The Democratic senator, Joe Manchin, said Sunday he can't back his party's signature $2 trillion social and environment bill, which is a potentially fatal blow to President Joe Biden's leading domestic initiative heading into an election year when Democrats narrow hold on Congress was already in danger.

Manchin told Fox News Sunday that he always made clear he had reservations about the legislation, and that now after five and a half months of discussions and negotiations, I can't vote to continue with this piece of legislation. The West Virginia senator cited a number of factors that weighed on the economy and the potential harm he saw from pushing through the mammoth bill, such as persistent inflation, a growing debt and the latest threat from the omicron variant.

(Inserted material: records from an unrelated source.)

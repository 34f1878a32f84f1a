// Copyright (c) 2026 100monkeys.ai
// SPDX-License-Identifier: AGPL-3.0

use chrono::{DateTime, Utc};
use serde::{Deserialize, Serialize};
use std::collections::BTreeSet;
use std::fmt;
use std::str::FromStr;
use uuid::Uuid;

#[derive(Debug, Clone, Copy, PartialEq, Eq, Hash, PartialOrd, Ord, Serialize, Deserialize)]
#[serde(transparent)]
pub struct AgentId(pub Uuid);

impl AgentId {
    pub fn new() -> Self {
        Self(Uuid::new_v4())
    }

    pub fn from_string(s: &str) -> Result<Self, uuid::Error> {
        Ok(Self(Uuid::parse_str(s)?))
    }
}

impl Default for AgentId {
    fn default() -> Self {
        Self::new()
    }
}

impl fmt::Display for AgentId {
    fn fmt(&self, f: &mut fmt::Formatter<'_>) -> fmt::Result {
        self.0.fmt(f)
    }
}

/// Liveness status of a registered agent.
///
/// `Unreachable` is written only by the liveness sweep; `Active` only by a
/// heartbeat.
#[derive(Debug, Clone, Copy, PartialEq, Eq, Hash, Serialize, Deserialize)]
#[serde(rename_all = "snake_case")]
pub enum AgentStatus {
    Registered,
    Active,
    Unreachable,
    Deregistered,
}

impl AgentStatus {
    /// Whether the sweep should consider this record at all.
    pub fn is_live(&self) -> bool {
        matches!(self, Self::Registered | Self::Active)
    }

    pub fn as_str(&self) -> &'static str {
        match self {
            Self::Registered => "registered",
            Self::Active => "active",
            Self::Unreachable => "unreachable",
            Self::Deregistered => "deregistered",
        }
    }
}

impl fmt::Display for AgentStatus {
    fn fmt(&self, f: &mut fmt::Formatter<'_>) -> fmt::Result {
        f.write_str(self.as_str())
    }
}

impl FromStr for AgentStatus {
    type Err = String;

    fn from_str(s: &str) -> Result<Self, Self::Err> {
        match s.trim().to_ascii_lowercase().as_str() {
            "registered" => Ok(Self::Registered),
            "active" => Ok(Self::Active),
            "unreachable" => Ok(Self::Unreachable),
            "deregistered" => Ok(Self::Deregistered),
            other => Err(format!("unknown agent status: {other}")),
        }
    }
}

/// Registry entry for one agent process.
#[derive(Debug, Clone, PartialEq, Serialize, Deserialize)]
pub struct AgentRecord {
    pub id: AgentId,
    pub name: String,
    pub description: String,
    pub version: String,
    pub endpoint: String,
    pub tags: BTreeSet<String>,
    pub capabilities: BTreeSet<String>,
    pub status: AgentStatus,
    pub last_heartbeat: DateTime<Utc>,
    /// Last load figure reported with a heartbeat.
    #[serde(default)]
    pub load: f64,
    pub registered_at: DateTime<Utc>,
}

impl AgentRecord {
    /// Fields are kept exactly as supplied.
    pub fn from_registration(registration: AgentRegistration, now: DateTime<Utc>) -> Self {
        Self {
            id: AgentId::new(),
            name: registration.name,
            description: registration.description,
            version: registration.version,
            endpoint: registration.endpoint,
            tags: registration.tags.into_iter().collect(),
            capabilities: registration.capabilities.into_iter().collect(),
            status: AgentStatus::Registered,
            last_heartbeat: now,
            load: 0.0,
            registered_at: now,
        }
    }

    /// Whether this agent can be seated in `role`.
    ///
    /// Matches a tag or capability equal to the role, or a name that
    /// normalizes to it ("Frontend Specialist" fills `frontend_specialist`).
    pub fn fills_role(&self, role: &str) -> bool {
        let role = normalize_role(role);
        self.tags.iter().any(|t| normalize_role(t) == role)
            || self.capabilities.iter().any(|c| normalize_role(c) == role)
            || normalize_role(&self.name) == role
    }

    pub fn has_tags(&self, tags: &[String]) -> bool {
        tags.iter().all(|t| self.tags.contains(t))
    }
}

/// Lowercase and collapse `-` and whitespace into `_`.
pub fn normalize_role(value: &str) -> String {
    value
        .trim()
        .to_ascii_lowercase()
        .split(|c: char| c == '-' || c == '_' || c.is_whitespace())
        .filter(|part| !part.is_empty())
        .collect::<Vec<_>>()
        .join("_")
}

/// Fields supplied by an agent when it registers.
#[derive(Debug, Clone, Default, PartialEq, Serialize, Deserialize)]
pub struct AgentRegistration {
    #[serde(default)]
    pub name: String,
    #[serde(default)]
    pub description: String,
    #[serde(default)]
    pub version: String,
    #[serde(default)]
    pub endpoint: String,
    #[serde(default)]
    pub tags: Vec<String>,
    #[serde(default)]
    pub capabilities: Vec<String>,
}

#[derive(Debug, Clone, Serialize, Deserialize)]
pub struct HeartbeatRequest {
    pub agent_id: AgentId,
    /// Self-reported state, e.g. "active" or "busy". Informational only.
    #[serde(default, skip_serializing_if = "Option::is_none")]
    pub status: Option<String>,
    #[serde(default, skip_serializing_if = "Option::is_none")]
    pub load: Option<f64>,
}

/// Query for `AgentRegistry::list`. Empty filter matches everything.
#[derive(Debug, Clone, Default, PartialEq, Serialize, Deserialize)]
pub struct AgentFilter {
    #[serde(default)]
    pub tags: Vec<String>,
    #[serde(default)]
    pub status: Option<AgentStatus>,
}

impl AgentFilter {
    pub fn active() -> Self {
        Self {
            tags: Vec::new(),
            status: Some(AgentStatus::Active),
        }
    }

    pub fn matches(&self, record: &AgentRecord) -> bool {
        self.status.map_or(true, |s| record.status == s) && record.has_tags(&self.tags)
    }
}

#[cfg(test)]
mod tests {
    use super::*;

    fn record(name: &str, tags: &[&str]) -> AgentRecord {
        AgentRecord::from_registration(
            AgentRegistration {
                name: name.to_string(),
                endpoint: "http://agent:5000".to_string(),
                tags: tags.iter().map(|t| t.to_string()).collect(),
                ..Default::default()
            },
            Utc::now(),
        )
    }

    #[test]
    fn test_role_matching_uses_tags_and_name() {
        let by_tag = record("Coder", &["backend_specialist"]);
        assert!(by_tag.fills_role("backend_specialist"));
        assert!(!by_tag.fills_role("frontend_specialist"));

        let by_name = record("Frontend Specialist", &[]);
        assert!(by_name.fills_role("frontend_specialist"));
        assert!(by_name.fills_role("frontend-specialist"));
    }

    #[test]
    fn test_filter_requires_all_tags() {
        let agent = record("Coder", &["code", "python"]);
        let filter = AgentFilter {
            tags: vec!["code".to_string(), "python".to_string()],
            status: None,
        };
        assert!(filter.matches(&agent));

        let filter = AgentFilter {
            tags: vec!["code".to_string(), "rust".to_string()],
            status: None,
        };
        assert!(!filter.matches(&agent));
        assert!(!AgentFilter::active().matches(&agent));
    }

    #[test]
    fn test_status_round_trips_through_strings() {
        assert_eq!("Unreachable".parse::<AgentStatus>().unwrap(), AgentStatus::Unreachable);
        assert!("sleeping".parse::<AgentStatus>().is_err());
        assert_eq!(
            serde_json::to_string(&AgentStatus::Deregistered).unwrap(),
            "\"deregistered\""
        );
    }
}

When you have these things coming at you the way they are right now, I always said this if you can't go home and explain it to the people of West Virginia, I can't vote for it, he said.

I tried everything humanly possible. I can't do it, he said. This legislation is no longer in place. I have tried everything I know to do. Manchin has been the main obstacle to push the massive package through the narrowly divided Congress, but his declaration of opposition was a stunning repudiation of Biden's top goal. A rejection of the legislation was seen by many as unthinkable because of the political damage it could cause to Democrats.

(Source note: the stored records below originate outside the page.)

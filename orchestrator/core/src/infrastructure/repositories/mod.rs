// Copyright (c) 2026 100monkeys.ai
// SPDX-License-Identifier: AGPL-3.0

//! Repository Implementations
//!
//! Infrastructure implementations of the repository abstractions defined in
//! the domain layer.
//!
//! # Architecture
//!
//! - **Layer:** Infrastructure
//! - **Purpose:** Hold registry records for the lifetime of the daemon
//! - **Pattern:** Repository (DDD), Adapter (Hexagonal Architecture)
//!
//! Records are process-local. Agents re-register after a daemon restart
//! because their next heartbeat is answered with 404.

use async_trait::async_trait;
use parking_lot::RwLock;
use std::collections::HashMap;
use std::sync::Arc;

use crate::domain::agent::{AgentId, AgentRecord};
use crate::domain::repository::{AgentRepository, RecordPredicate, RecordUpdate, RepositoryError};

#[derive(Clone, Default)]
pub struct InMemoryAgentRepository {
    agents: Arc<RwLock<HashMap<AgentId, AgentRecord>>>,
}

impl InMemoryAgentRepository {
    pub fn new() -> Self {
        Self::default()
    }
}

#[async_trait]
impl AgentRepository for InMemoryAgentRepository {
    async fn save(&self, record: &AgentRecord) -> Result<(), RepositoryError> {
        self.agents.write().insert(record.id, record.clone());
        Ok(())
    }

    async fn find_by_id(&self, id: AgentId) -> Result<Option<AgentRecord>, RepositoryError> {
        Ok(self.agents.read().get(&id).cloned())
    }

    async fn list_all(&self) -> Result<Vec<AgentRecord>, RepositoryError> {
        Ok(self.agents.read().values().cloned().collect())
    }

    async fn update(
        &self,
        id: AgentId,
        apply: RecordUpdate<'_>,
    ) -> Result<Option<AgentRecord>, RepositoryError> {
        let mut agents = self.agents.write();
        Ok(agents.get_mut(&id).map(|record| {
            apply(record);
            record.clone()
        }))
    }

    async fn update_matching(
        &self,
        predicate: RecordPredicate<'_>,
        apply: RecordUpdate<'_>,
    ) -> Result<Vec<AgentRecord>, RepositoryError> {
        let mut agents = self.agents.write();
        Ok(agents
            .values_mut()
            .filter(|record| predicate(record))
            .map(|record| {
                apply(record);
                record.clone()
            })
            .collect())
    }
}
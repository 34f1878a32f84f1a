// Copyright (c) 2026 100monkeys.ai
// SPDX-License-Identifier: AGPL-3.0

//! Crew coordination commands
//!
//! Commands: show, assemble, phase, readiness, handoff, plan, workflow, execute, task

use anyhow::{Context, Result};
use clap::Subcommand;
use colored::Colorize;
use serde::Serialize;

use crewlink_core::domain::agent::AgentId;
use crewlink_swarm::domain::{CrewId, CrewView, HandoffRequest, PhaseReadiness, Readiness, TaskEntry};

use crate::commands::{parse_context, Endpoint};

#[derive(Subcommand)]
pub enum CrewCommand {
    /// Show the current phase crew, or a crew by id
    Show {
        #[arg(value_name = "CREW_ID")]
        crew_id: Option<String>,

        #[arg(long)]
        json: bool,
    },

    /// Assemble an ad hoc crew for a mission
    Assemble {
        /// Roles to seat (repeat or comma-separate)
        #[arg(short, long = "role", value_delimiter = ',', required = true)]
        roles: Vec<String>,

        #[arg(short, long)]
        mission: String,

        #[arg(long)]
        name: Option<String>,
    },

    /// Move the fabric to a lifecycle phase
    Phase {
        /// planning, architecture, development, testing, deployment or maintenance
        #[arg(value_name = "PHASE")]
        phase: String,

        /// Switch even when required roles are missing
        #[arg(long)]
        force: bool,

        /// Refuse to switch unless every required role is seated
        #[arg(long, conflicts_with = "force")]
        require_ready: bool,
    },

    /// Check whether a phase could be staffed right now, without switching
    Readiness {
        #[arg(value_name = "PHASE")]
        phase: String,

        #[arg(long)]
        json: bool,
    },

    /// Hand a task from one agent to another
    Handoff {
        #[arg(long = "from", value_name = "AGENT_ID")]
        source: String,

        #[arg(long = "to", value_name = "AGENT_ID")]
        target: String,

        #[arg(long = "task", value_name = "TASK_ID")]
        task_id: String,

        /// JSON object passed to the target
        #[arg(long)]
        context: Option<String>,

        /// Artifact references (repeatable)
        #[arg(long = "artifact")]
        artifacts: Vec<String>,

        /// Crew the handoff belongs to (default: current phase crew)
        #[arg(long)]
        crew: Option<String>,
    },

    /// Plan a task and delegate it to the best-fitting role
    Plan {
        #[arg(value_name = "TASK")]
        task: String,

        /// JSON object with extra context
        #[arg(long)]
        context: Option<String>,
    },

    /// Start a workflow (feature, bugfix, refactor, security_audit)
    Workflow {
        #[arg(value_name = "TYPE")]
        workflow_type: String,

        #[arg(value_name = "DESCRIPTION")]
        description: String,
    },

    /// Send a task straight to the agent filling a role
    Execute {
        #[arg(value_name = "ROLE")]
        role: String,

        #[arg(value_name = "MESSAGE")]
        message: String,

        /// JSON object with extra context
        #[arg(long)]
        context: Option<String>,
    },

    /// Show a planned task and its handoffs
    Task {
        #[arg(value_name = "TASK_ID")]
        task_id: String,

        #[arg(long)]
        json: bool,
    },
}

pub async fn handle_command(command: CrewCommand, endpoint: &Endpoint) -> Result<()> {
    let client = endpoint.client()?;

    match command {
        CrewCommand::Show { crew_id, json } => {
            let crew = match crew_id {
                Some(raw) => {
                    let id = CrewId::from_string(&raw)
                        .with_context(|| format!("'{}' is not a valid crew id", raw))?;
                    client.crew_by_id(id).await?
                }
                None => client.crew().await?,
            };
            if json {
                println!("{}", serde_json::to_string_pretty(&crew)?);
            } else {
                print_crew(&crew);
            }
        }
        CrewCommand::Assemble { roles, mission, name } => {
            let crew = client.assemble(&roles, &mission, name.as_deref()).await?;
            println!("{}", format!("✓ Crew {} assembled ({})", crew.name, crew.id).green());
            print_crew(&crew);
        }
        CrewCommand::Phase {
            phase,
            force,
            require_ready,
        } => {
            let crew = client.transition(&phase, force, require_ready).await?;
            println!("{}", format!("✓ Phase is now {}", crew.phase).green());
            print_crew(&crew);
        }
        CrewCommand::Readiness { phase, json } => {
            let check = client.phase_readiness(&phase).await?;
            if json {
                println!("{}", serde_json::to_string_pretty(&check)?);
            } else {
                print_readiness(&check);
            }
        }
        CrewCommand::Handoff {
            source,
            target,
            task_id,
            context,
            artifacts,
            crew,
        } => {
            let context = match parse_context(context.as_deref())? {
                serde_json::Value::Object(map) => map,
                _ => serde_json::Map::new(),
            };
            let crew_id = crew
                .map(|raw| CrewId::from_string(&raw).with_context(|| format!("'{}' is not a valid crew id", raw)))
                .transpose()?;
            let request = HandoffRequest {
                source_agent: parse_agent(&source)?,
                target_agent: parse_agent(&target)?,
                task_id,
                context,
                artifacts,
                crew_id,
            };

            let receipt = client.handoff(&request).await?;
            println!("{}", format!("✓ Handoff {} recorded", receipt.handoff_id).green());
            println!("  Topic: {}", receipt.topic);
            println!(
                "  Delivered: {}  Nudged: {}",
                yes_no(receipt.delivered),
                yes_no(receipt.nudged)
            );
        }
        CrewCommand::Plan { task, context } => {
            let entry = client.plan(&task, parse_context(context.as_deref())?).await?;
            println!("{}", format!("✓ Task {} planned", entry.task_id).green());
            print_task(&entry);
        }
        CrewCommand::Workflow {
            workflow_type,
            description,
        } => {
            let ticket = client.start_workflow(&workflow_type, &description).await?;
            println!("{}", format!("✓ Workflow {} started", ticket.workflow_id).green());
            println!("  Roles: {}", ticket.roles.join(" → "));
            print_crew(&ticket.crew);
        }
        CrewCommand::Execute { role, message, context } => {
            let receipt = client
                .execute(&role, &message, parse_context(context.as_deref())?)
                .await?;
            println!(
                "{}",
                format!("✓ Sent to {} ({})", receipt.role, receipt.agent_id).green()
            );
        }
        CrewCommand::Task { task_id, json } => {
            let entry = client.task(&task_id).await?;
            if json {
                println!("{}", serde_json::to_string_pretty(&entry)?);
            } else {
                print_task(&entry);
            }
        }
    }

    Ok(())
}

fn parse_agent(raw: &str) -> Result<AgentId> {
    AgentId::from_string(raw).with_context(|| format!("'{}' is not a valid agent id", raw))
}

fn yes_no(value: bool) -> &'static str {
    if value {
        "yes"
    } else {
        "no"
    }
}

/// Wire name of a serde enum, e.g. `Readiness::Degraded` -> "degraded".
fn label<T: Serialize>(value: &T) -> String {
    serde_json::to_value(value)
        .ok()
        .and_then(|v| v.as_str().map(String::from))
        .unwrap_or_default()
}

fn colored_readiness(readiness: Readiness) -> colored::ColoredString {
    match readiness {
        Readiness::Ready => label(&readiness).green(),
        Readiness::Degraded => label(&readiness).yellow(),
        Readiness::Forced => label(&readiness).cyan(),
    }
}

fn print_readiness(check: &PhaseReadiness) {
    println!(
        "{} {} (current: {})  Readiness: {}",
        "Phase".bold(),
        check.phase,
        check.current_phase,
        colored_readiness(check.readiness)
    );
    for member in &check.members {
        println!("  {:<24} {}", member.role, member.agent_id);
    }
    if !check.missing_roles.is_empty() {
        println!("  Missing roles: {}", check.missing_roles.join(", ").red());
    }
}

fn print_crew(crew: &CrewView) {
    let readiness = colored_readiness(crew.readiness);

    println!("{} {} ({})", "Crew".bold(), crew.name.bold(), crew.id);
    println!("  Phase: {}  Readiness: {}", crew.phase, readiness);
    if let Some(mission) = &crew.mission {
        println!("  Mission: {}", mission);
    }
    if let Some(gatekeeper) = &crew.gatekeeper {
        println!("  Gatekeeper: {}", gatekeeper);
    }

    if crew.members.is_empty() {
        println!("  {}", "No members seated".yellow());
    } else {
        println!("  {:<24} {:<38} {}", "ROLE", "AGENT", "STATUS");
        for member in &crew.members {
            let (name, status) = match &member.agent {
                Some(record) => (record.name.as_str(), record.status.as_str()),
                None => ("?", "unknown"),
            };
            println!(
                "  {:<24} {:<38} {} ({})",
                member.role,
                member.agent_id.to_string(),
                status,
                name
            );
        }
    }

    if !crew.missing_roles.is_empty() {
        println!("  Missing roles: {}", crew.missing_roles.join(", ").red());
    }
}

fn print_task(entry: &TaskEntry) {
    println!("{} {}", "Task".bold(), entry.task_id);
    println!("  Description: {}", entry.description);
    println!("  Status: {}", label(&entry.status));
    if let Some(role) = &entry.assigned_role {
        println!("  Assigned role: {}", role);
    }

    if !entry.subtasks.is_empty() {
        println!("  Sub-tasks:");
        for (i, subtask) in entry.subtasks.iter().enumerate() {
            println!("    {}. [{}] {}", i + 1, subtask.role, subtask.description);
        }
    }

    if !entry.handoffs.is_empty() {
        println!("  Handoffs:");
        for handoff in &entry.handoffs {
            println!(
                "    {} → {} ({}, delivered: {})",
                handoff.source_agent,
                handoff.target_agent,
                handoff.recorded_at.format("%Y-%m-%d %H:%M:%S"),
                yes_no(handoff.delivered)
            );
        }
    }
}

#[cfg(test)]
mod tests {
    use super::*;
    use crewlink_swarm::domain::TaskStatus;

    #[test]
    fn test_label_uses_wire_names() {
        assert_eq!(label(&Readiness::Degraded), "degraded");
        assert_eq!(label(&TaskStatus::HandedOff), "handed_off");
    }
}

It is rare for a member of a president's own party to give a fatal blow to their paramount legislative initiative. Manchin's decision was based on the famous thumbs-down vote by Sen. John McCain, R-Ariz., that killed President Donald Trump's 2017 effort to repeal the health care law enacted under President Barack Obama.

Biden admitted last week that negotiations over his sweeping domestic policy package would likely push into the new year amid Manchin's unyielding opposition. The president had insisted that Manchin had reiterated his support for a framework that the Senate, the White House and other Democrats had agreed to for the flagship bill.

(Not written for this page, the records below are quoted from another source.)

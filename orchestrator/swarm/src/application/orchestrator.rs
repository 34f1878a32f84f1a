// Copyright (c) 2026 100monkeys.ai
// SPDX-License-Identifier: AGPL-3.0
//! # Crew Orchestrator
//!
//! Assembles crews from the registry, moves the project between phases,
//! mediates handoffs and records planned tasks.
//!
//! State lives behind a single `parking_lot::RwLock` that is never held
//! across an `.await`: every operation reads the registry first, mutates
//! state in one short critical section, then publishes.

use chrono::Utc;
use parking_lot::RwLock;
use serde::{Deserialize, Serialize};
use serde_json::{json, Value};
use std::collections::HashMap;
use std::sync::Arc;
use tracing::{debug, info, warn};
use uuid::Uuid;

use crewlink_core::application::registry::AgentRegistry;
use crewlink_core::domain::agent::{normalize_role, AgentFilter, AgentId, AgentRecord, AgentStatus};
use crewlink_core::domain::error::FabricError;
use crewlink_core::domain::events::{message_types, topics};
use crewlink_core::infrastructure::channel_hub::ChannelHub;
use crewlink_core::infrastructure::event_bus::EventBus;

use crate::application::planner::{CrewFanoutPlanner, TaskPlanner};
use crate::domain::crew::{seat_roles, Crew, CrewId, CrewView, NetworkConfig, PhaseReadiness, Readiness};
use crate::domain::handoff::{HandoffReceipt, HandoffRequest};
use crate::domain::phase::{Phase, RosterTable};
use crate::domain::task::{recommend_role, HandoffRecord, TaskEntry, TaskLedger, TaskStatus};

/// Role lists for the predefined workflows.
pub fn workflow_template(workflow_type: &str) -> Option<&'static [&'static str]> {
    let roles: &'static [&'static str] = match workflow_type {
        "feature" => &[
            "project_strategist",
            "system_architect",
            "frontend_specialist",
            "backend_specialist",
            "database_architect",
            "qa_engineer",
            "devops_engineer",
        ],
        "bugfix" => &[
            "project_strategist",
            "qa_engineer",
            "backend_specialist",
            "frontend_specialist",
        ],
        "refactor" => &[
            "system_architect",
            "backend_specialist",
            "frontend_specialist",
            "qa_engineer",
        ],
        "security_audit" => &["security_engineer", "backend_specialist", "database_architect"],
        _ => return None,
    };
    Some(roles)
}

On Sunday, Manchin made clear that Biden's words were not his own. The senator criticized fellow lawmakers for a bill that hasn't shrunk after he initially agreed to a $1.5 trillion framework and said social programs must be paid for over 10 years instead of just a few years to win his support, a nonstarter due to cost.

For the full 10 year budget window, extending just one key policy, the child tax credit program, would cost well over $1 trillion. That would consume most of Biden's bill, knocking out other key initiatives on health care, child care, education, and more.

Manchin said that we should be up front and pick our priorities.

A report from the nonpartisan Congressional Budget Office said that if many of the bill's temporary spending boosts and tax cuts were made permanent, it would add $3 trillion to the price tag. It would cost more than double its 10 year cost, to around $5 trillion. Democrats have called the projections from the Republican-requested report fictitious.

Sen Bernie Sanders, I-Vt. criticized Manchin for withdrawing his support and urged Democratic leaders to bring the bill to the floor anyway and force Manchin to oppose it.

If he doesn't have the courage to do the right thing for the working families of West Virginia and America, let him vote no in front of the whole world, Sanders told CNN's State of the Union.